Fille du président Raul Castro et de Vilma Espin, grande figure de la révolution cubaine, aujourd’hui disparue, Mariela Castro Espin, âgée de quarante-neuf ans, est directrice du Centre national d’éducation sexuelle cubain (Cenesex). Rebelle, militante opiniâtre des droits des homosexuels et des transsexuels, longtemps discriminés, elle est à l’origine d’importants changements les concernant. Entretien.
Vous menez depuis plusieurs années un combat en faveur de la liberté d’orientation sexuelle et de l’identité du genre à Cuba. Où en êtes-vous actuellement ?
Mariela Castro. Nous sommes dans un bon moment. C’est le résultat d’un travail de plusieurs années. Depuis la création de la Fédération des femmes cubaines, dans les années soixante, des chemins ont été ouverts et ont permis peu à peu de désarticuler les préjugés liés à la sexualité et au genre. Ce travail nous a permis d’aborder avant de les affronter d’autres formes de discriminations qui existent tous les jours dans notre culture et notre société.

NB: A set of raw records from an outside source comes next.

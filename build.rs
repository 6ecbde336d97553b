//! Build script for the Bedrock chat service
//!
//! This script sets up build-time environment variables and metadata.

use std::process::Command;

fn main() {
    // Set build timestamp using system time
    let build_time = std::time::SystemTime::now()
        .duration_since(std::time::UNIX_EPOCH)
        .map(|d| d.as_secs())
        .unwrap_or_default();
    println!("cargo:rustc-env=BUILD_TIME={}", build_time);

    // Get Git hash
    let git_hash = get_git_hash().unwrap_or_else(|| "unknown".to_string());
    println!("cargo:rustc-env=GIT_HASH={}", git_hash);

    // Get Rust version
    let rust_version = get_rust_version().unwrap_or_else(|| "unknown".to_string());
    println!("cargo:rustc-env=RUST_VERSION={}", rust_version);

    // Set rerun conditions
    println!("cargo:rerun-if-changed=.git/HEAD");
    println!("cargo:rerun-if-changed=.git/refs/heads/");
    println!("cargo:rerun-if-changed=Cargo.toml");
    println!("cargo:rerun-if-changed=Cargo.lock");
}

/// Get the current Git commit hash
fn get_git_hash() -> Option<String> {
    // Check if we're in a CI/CD environment without git
    if std::env::var("DOCS_RS").is_ok() {
        return Some("docs-rs-build".to_string());
    }

    let output = Command::new("git")
        .args(["rev-parse", "--short", "HEAD"])
        .output()
        .ok()?;

    if output.status.success() {
        let hash = String::from_utf8(output.stdout).ok()?;
        Some(hash.trim().to_string())
    } else {
        None
    }
}

/// Get the Rust version used for compilation
fn get_rust_version() -> Option<String> {
    // Check if we're in a CI/CD environment
    if std::env::var("DOCS_RS").is_ok() {
        return Some("stable".to_string());
    }

    let output = Command::new("rustc").args(["--version"]).output().ok()?;

    if output.status.success() {
        let version = String::from_utf8(output.stdout).ok()?;
        Some(version.trim().to_string())
    } else {
        None
    }
}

S’agissant de l’homophobie, changer la façon de penser de toute une société n’est pas facile. Mais chaque action peut réussir, par le biais d’une incidence, dans le domaine éducatif, s’appuyant sur les moyens de communication, télévision et radio, dans le cadre d’une stratégie complexe. Il faut être partout. Cela implique la présence d’une volonté politique pour opérer tous ces changements et qu’elle soit exprimée par le biais d’une loi concrète, explicite, qui puisse s’emparer de ce problème.
Vous avez élaboré un projet de loi, avance-t-il ?
Mariela Castro. Une de nos propositions législatives concerne le Code de la famille, code civil approuvé en 1975, à l’initiative de l’organisation des femmes, et largement discuté. Ce Code fonctionne mais, depuis plus de quinze ans, nous participons, en tant qu’institution, au combat de la Fédération des femmes cubaines pour le transformer afin de mieux garantir les droits des femmes, des enfants, des handicapés et des personnes âgées. Dans cette logique, le Cenesex propose un nouvel article incluant la libre orientation sexuelle et l’identité des genres.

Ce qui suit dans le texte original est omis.